WORK INSTRUCTIONS
Retype the records below from their first line through the line containing "for settings files.", and include nothing else.

Saved entries
* * * *

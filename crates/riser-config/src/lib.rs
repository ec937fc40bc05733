//! RISeR settings loading and validation.
//!
//! This crate provides:
//! - Typed Rust structs for settings.json
//! - Settings path resolution (CLI → env → XDG → defaults)
//! - Semantic validation of resampling, density and analysis options

pub mod resolve;
pub mod settings;
pub mod validate;

pub use resolve::{resolve_settings_path, ConfigSource, SettingsPath};
pub use settings::{AnalysisSettings, ResampleSettings, Settings};
pub use validate::{validate_settings, ValidationError, ValidationResult};

/// Schema version for settings files.
pub const CONFIG_SCHEMA_VERSION: &str = "1.0.0";
impl fmt::Display for Smoothing {
    fn fmt(&self, f: &mut fmt::Formatter<'_>) -> fmt::Result {
        match self {
            Smoothing::None => write!(f, "none"),
            Smoothing::Mean(w) => write!(f, "mean:{}", w),
            Smoothing::Gaussian(w) => write!(f, "gaussian:{}", w),
        }
    }
}

/// KDE bandwidth selection.
#[derive(Debug, Clone, Copy, PartialEq, Default, Serialize, Deserialize)]
#[serde(try_from = "ValueOrKeyword", into = "ValueOrKeyword")]
pub enum Bandwidth {
    /// Scott's rule, `σ·n^(-1/5)`.
    #[default]
    Auto,
    /// Silverman's rule, `0.9·min(σ, IQR/1.34)·n^(-1/5)`.
    Silverman,
    Explicit(f64),
}

#[derive(Debug, Clone, Serialize, Deserialize)]
#[serde(untagged)]
enum ValueOrKeyword {
    Value(f64),
    Keyword(String),
}

impl TryFrom<ValueOrKeyword> for Bandwidth {
    type Error = String;

    fn try_from(value: ValueOrKeyword) -> Result<Self, Self::Error> {
        match value {
            ValueOrKeyword::Value(h) => Ok(Bandwidth::Explicit(h)),
            ValueOrKeyword::Keyword(k) => k.parse(),
        }
    }
}

impl From<Bandwidth> for ValueOrKeyword {
    fn from(value: Bandwidth) -> Self {
        match value {
            Bandwidth::Auto => ValueOrKeyword::Keyword("auto".to_string()),
            Bandwidth::Silverman => ValueOrKeyword::Keyword("silverman".to_string()),
            Bandwidth::Explicit(h) => ValueOrKeyword::Value(h),
        }
    }
}

impl FromStr for Bandwidth {
    type Err = String;

    fn from_str(s: &str) -> Result<Self, Self::Err> {
        match s.to_lowercase().as_str() {
            "auto" | "scott" => Ok(Bandwidth::Auto),
            "silverman" => Ok(Bandwidth::Silverman),
            other => other
                .parse::<f64>()
                .map(Bandwidth::Explicit)
                .map_err(|_| format!("bandwidth must be 'auto', 'silverman' or a number: {}", s)),
        }
    }
}

impl fmt::Display for Bandwidth {
    fn fmt(&self, f: &mut fmt::Formatter<'_>) -> fmt::Result {
        match self {
            Bandwidth::Auto => write!(f, "auto"),
            Bandwidth::Silverman => write!(f, "silverman"),
            Bandwidth::Explicit(h) => write!(f, "{}", h),
        }
    }
}

/// Options for [`estimate_density`].
#[derive(Debug, Clone, Copy, PartialEq, Serialize, Deserialize)]
#[serde(default)]
pub struct DensityOptions {
    pub mode: DensityMode,
    pub bin_count: BinCount,
    pub smoothing: Smoothing,
    pub bandwidth: Bandwidth,
    /// Number of KDE evaluation points.
    pub grid_points: usize,
    /// Extra span on each side, as a fraction of the sample range.
    pub padding: f64,
}

impl Default for DensityOptions {
    fn default() -> Self {
        Self {
            mode: DensityMode::Kde,
            bin_count: BinCount::Auto,
            smoothing: Smoothing::None,
            bandwidth: Bandwidth::Auto,
            grid_points: 500,
            padding: 0.0,
        }
    }
}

* * * *

RESPONSE FOR THIS EXERCISE
filename crates/riser-config/src/lib.rs
repository ec937fc40bc05733
//! RISeR settings loading and validation.
//!
//! This crate provides:
//! - Typed Rust structs for settings.json
//! - Settings path resolution (CLI → env → XDG → defaults)
//! - Semantic validation of resampling, density and analysis options

pub mod resolve;
pub mod settings;
pub mod validate;

pub use resolve::{resolve_settings_path, ConfigSource, SettingsPath};
pub use settings::{AnalysisSettings, ResampleSettings, Settings};
pub use validate::{validate_settings, ValidationError, ValidationResult};

/// Schema version for settings files.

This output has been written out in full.